_YOUR TASK_: Quote the whole listing verbatim.
━━━━━━
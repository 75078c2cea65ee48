//! Central knowledge engine.
//!
//! Owns the shared graph, the per-user store and the tuning, and exposes the
//! operations request handlers call. Every mutating operation for a user runs
//! inside that user's lock from validation-passed to last row written.

use std::sync::Arc;

use chrono::{DateTime, Utc};

use crate::assessment::{validate_decay_factor, AssessmentOutcome, AssessmentProcessor};
use crate::config::EngineConfig;
use crate::diffusion::{compute_laplacian, DiffusionEngine, DiffusionSummary, Laplacian};
use crate::error::KnowledgeResult;
use crate::graph::ConceptGraph;
use crate::model::{KnowledgeLevel, UserKnowledgeState};
use crate::statistics::{self, LeaderboardEntry, UserStats, UserView};
use crate::store::{KnowledgeStateStore, UserStates};
use crate::traits::{NoopSink, StateSink};

/// The knowledge diffusion engine.
pub struct KnowledgeEngine {
    store: KnowledgeStateStore,
    processor: AssessmentProcessor,
    diffusion: DiffusionEngine,
    config: EngineConfig,
    sink: Arc<dyn StateSink>,
}

impl KnowledgeEngine {
    /// Build an engine over `graph`, rejecting an out-of-range alpha or
    /// decay factor.
    pub fn new(graph: Arc<ConceptGraph>, config: EngineConfig) -> KnowledgeResult<Self> {
        validate_decay_factor(config.decay_factor)?;
        let diffusion = DiffusionEngine::new(config.alpha)?;
        let processor = AssessmentProcessor::new(config.decay_factor, config.propagation_depth);
        Ok(Self {
            store: KnowledgeStateStore::new(graph),
            processor,
            diffusion,
            config,
            sink: Arc::new(NoopSink),
        })
    }

    /// Mirror every written row into `sink`.
    pub fn with_sink(mut self, sink: Arc<dyn StateSink>) -> Self {
        self.sink = sink;
        self
    }

    pub fn graph(&self) -> &Arc<ConceptGraph> {
        self.store.graph()
    }

    pub fn store(&self) -> &KnowledgeStateStore {
        &self.store
    }

    pub fn config(&self) -> &EngineConfig {
        &self.config
    }

    /// Apply one assessment result (0, 0.5 or 1) for a user.
    pub fn process_assessment(
        &self,
        user_id: &str,
        node_id: &str,
        result: f64,
    ) -> KnowledgeResult<AssessmentOutcome> {
        self.process_assessment_at(user_id, node_id, result, Utc::now())
    }

    /// [`process_assessment`](Self::process_assessment) with an explicit clock.
    ///
    /// The result and node are validated before the user's map is touched.
    /// When `diffuse_after_assessment` is set, one pass at the configured
    /// alpha follows under the same lock, and `updated_state` reflects the
    /// row as it stands after that pass.
    pub fn process_assessment_at(
        &self,
        user_id: &str,
        node_id: &str,
        result: f64,
        now: DateTime<Utc>,
    ) -> KnowledgeResult<AssessmentOutcome> {
        let result = KnowledgeLevel::try_from(result)?;
        let graph = Arc::clone(self.graph());
        graph.require(node_id)?;

        self.store.with_user(user_id, |states| {
            let mut outcome = self.processor.process(&graph, states, node_id, result, now)?;
            self.emit(states, std::iter::once(node_id));
            self.emit(states, outcome.propagated.iter().map(|p| p.node_id.as_str()));

            if self.config.diffuse_after_assessment {
                let summary = self.diffusion.run_pass(&graph, states, now);
                self.emit(states, summary.written.iter().map(String::as_str));
                if let Some(state) = states.get(node_id) {
                    outcome.updated_state = state.clone();
                }
                outcome.diffusion = Some(summary);
            }
            Ok(outcome)
        })?
    }

    /// Run one global diffusion pass for a user.
    pub fn run_diffusion_pass(&self, user_id: &str, alpha: f64) -> KnowledgeResult<DiffusionSummary> {
        self.run_diffusion_pass_at(user_id, alpha, Utc::now())
    }

    /// [`run_diffusion_pass`](Self::run_diffusion_pass) with an explicit clock.
    ///
    /// A user with no map gets a pass over an empty one, which writes
    /// nothing, so the user is not created.
    pub fn run_diffusion_pass_at(
        &self,
        user_id: &str,
        alpha: f64,
        now: DateTime<Utc>,
    ) -> KnowledgeResult<DiffusionSummary> {
        let engine = DiffusionEngine::new(alpha)?;
        let graph = Arc::clone(self.graph());

        let summary = self.store.with_existing_user(user_id, |states| {
            let summary = engine.run_pass(&graph, states, now);
            self.emit(states, summary.written.iter().map(String::as_str));
            summary
        })?;
        Ok(summary.unwrap_or_else(|| engine.run_pass(&graph, &mut UserStates::new(user_id), now)))
    }

    /// Current row for one (user, node) pair.
    pub fn state(&self, user_id: &str, node_id: &str) -> KnowledgeResult<Option<UserKnowledgeState>> {
        self.store.get(user_id, node_id)
    }

    /// Annotated node list and rollup for one user.
    pub fn user_view(&self, user_id: &str) -> KnowledgeResult<UserView> {
        self.user_view_at(user_id, Utc::now())
    }

    pub fn user_view_at(&self, user_id: &str, now: DateTime<Utc>) -> KnowledgeResult<UserView> {
        let graph = self.graph();
        self.store.inspect_user(user_id, |states| {
            statistics::build_user_view(graph, user_id, states, now)
        })
    }

    pub fn user_stats(&self, user_id: &str) -> KnowledgeResult<UserStats> {
        let graph = self.graph();
        self.store
            .inspect_user(user_id, |states| statistics::compute_user_stats(graph, states))
    }

    pub fn leaderboard(&self) -> KnowledgeResult<Vec<LeaderboardEntry>> {
        statistics::leaderboard(&self.store)
    }

    /// Laplacian of the loaded graph.
    pub fn laplacian(&self) -> Laplacian {
        let graph = self.graph();
        compute_laplacian(graph.nodes(), graph.edges())
    }

    fn emit<'a>(&self, states: &UserStates, node_ids: impl Iterator<Item = &'a str>) {
        for node_id in node_ids {
            if let Some(state) = states.get(node_id) {
                self.sink.on_row_written(state);
            }
        }
    }
}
━━━━━━
_COMPLETED TASK_:
repository 75078c2cea65ee48
//! Central knowledge engine.
//!
//! Owns the shared graph, the per-user store and the tuning, and exposes the
//! operations request handlers call. Every mutating operation for a user runs
//! inside that user's lock from validation-passed to last row written.

use std::sync::Arc;

use chrono::{DateTime, Utc};

use crate::assessment::{validate_decay_factor, AssessmentOutcome, AssessmentProcessor};
use crate::config::EngineConfig;
use crate::diffusion::{compute_laplacian, DiffusionEngine, DiffusionSummary, Laplacian};
use crate::error::KnowledgeResult;
use crate::graph::ConceptGraph;
use crate::model::{KnowledgeLevel, UserKnowledgeState};
use crate::statistics::{self, LeaderboardEntry, UserStats, UserView};
use crate::store::{KnowledgeStateStore, UserStates};
use crate::traits::{NoopSink, StateSink};

/// The knowledge diffusion engine.
pub struct KnowledgeEngine {
    store: KnowledgeStateStore,
    processor: AssessmentProcessor,
    diffusion: DiffusionEngine,
    config: EngineConfig,
    sink: Arc<dyn StateSink>,
}

impl KnowledgeEngine {
    /// Build an engine over `graph`, rejecting an out-of-range alpha or
    /// decay factor.
    pub fn new(graph: Arc<ConceptGraph>, config: EngineConfig) -> KnowledgeResult<Self> {
        validate_decay_factor(config.decay_factor)?;
        let diffusion = DiffusionEngine::new(config.alpha)?;
        let processor = AssessmentProcessor::new(config.decay_factor, config.propagation_depth);
        Ok(Self {
            store: KnowledgeStateStore::new(graph),
            processor,
            diffusion,
            config,
            sink: Arc::new(NoopSink),
        })
    }

    /// Mirror every written row into `sink`.
    pub fn with_sink(mut self, sink: Arc<dyn StateSink>) -> Self {
        self.sink = sink;
        self
    }

    pub fn graph(&self) -> &Arc<ConceptGraph> {
        self.store.graph()
    }

    pub fn store(&self) -> &KnowledgeStateStore {
        &self.store
    }

    pub fn config(&self) -> &EngineConfig {
        &self.config
    }

    /// Apply one assessment result (0, 0.5 or 1) for a user.
    pub fn process_assessment(
        &self,
        user_id: &str,
        node_id: &str,
        result: f64,
    ) -> KnowledgeResult<AssessmentOutcome> {
        self.process_assessment_at(user_id, node_id, result, Utc::now())
    }

    /// [`process_assessment`](Self::process_assessment) with an explicit clock.
    ///
    /// The result and node are validated before the user's map is touched.
    /// When `diffuse_after_assessment` is set, one pass at the configured
    /// alpha follows under the same lock, and `updated_state` reflects the
    /// row as it stands after that pass.
    pub fn process_assessment_at(
        &self,
        user_id: &str,
        node_id: &str,
        result: f64,
        now: DateTime<Utc>,
    ) -> KnowledgeResult<AssessmentOutcome> {
        let result = KnowledgeLevel::try_from(result)?;
        let graph = Arc::clone(self.graph());
        graph.require(node_id)?;

        self.store.with_user(user_id, |states| {
            let mut outcome = self.processor.process(&graph, states, node_id, result, now)?;
            self.emit(states, std::iter::once(node_id));
            self.emit(states, outcome.propagated.iter().map(|p| p.node_id.as_str()));

            if self.config.diffuse_after_assessment {
                let summary = self.diffusion.run_pass(&graph, states, now);
                self.emit(states, summary.written.iter().map(String::as_str));
                if let Some(state) = states.get(node_id) {
                    outcome.updated_state = state.clone();
                }
                outcome.diffusion = Some(summary);
            }
            Ok(outcome)
        })?
    }

    /// Run one global diffusion pass for a user.
    pub fn run_diffusion_pass(&self, user_id: &str, alpha: f64) -> KnowledgeResult<DiffusionSummary> {
        self.run_diffusion_pass_at(user_id, alpha, Utc::now())
    }

    /// [`run_diffusion_pass`](Self::run_diffusion_pass) with an explicit clock.
    ///
    /// A user with no map gets a pass over an empty one, which writes
    /// nothing, so the user is not created.
    pub fn run_diffusion_pass_at(
        &self,
        user_id: &str,
        alpha: f64,
        now: DateTime<Utc>,
    ) -> KnowledgeResult<DiffusionSummary> {
        let engine = DiffusionEngine::new(alpha)?;
        let graph = Arc::clone(self.graph());

        let summary = self.store.with_existing_user(user_id, |states| {
            let summary = engine.run_pass(&graph, states, now);
            self.emit(states, summary.written.iter().map(String::as_str));
            summary
        })?;
        Ok(summary.unwrap_or_else(|| engine.run_pass(&graph, &mut UserStates::new(user_id), now)))
    }

    /// Current row for one (user, node) pair.
    pub fn state(&self, user_id: &str, node_id: &str) -> KnowledgeResult<Option<UserKnowledgeState>> {
        self.store.get(user_id, node_id)
    }

    /// Annotated node list and rollup for one user.
    pub fn user_view(&self, user_id: &str) -> KnowledgeResult<UserView> {
        self.user_view_at(user_id, Utc::now())
    }

    pub fn user_view_at(&self, user_id: &str, now: DateTime<Utc>) -> KnowledgeResult<UserView> {
        let graph = self.graph();
        self.store.inspect_user(user_id, |states| {
            statistics::build_user_view(graph, user_id, states, now)
        })
    }

    pub fn user_stats(&self, user_id: &str) -> KnowledgeResult<UserStats> {
        let graph = self.graph();
        self.store
            .inspect_user(user_id, |states| statistics::compute_user_stats(graph, states))
    }

    pub fn leaderboard(&self) -> KnowledgeResult<Vec<LeaderboardEntry>> {
        statistics::leaderboard(&self.store)
    }

    /// Laplacian of the loaded graph.
    pub fn laplacian(&self) -> Laplacian {
        let graph = self.graph();
        compute_laplacian(graph.nodes(), graph.edges())
    }

    fn emit<'a>(&self, states: &UserStates, node_ids: impl Iterator<Item = &'a str>) {
        for node_id in node_ids {
            if let Some(state) = states.get(node_id) {
                self.sink.on_row_written(state);
            }
        }
    }
}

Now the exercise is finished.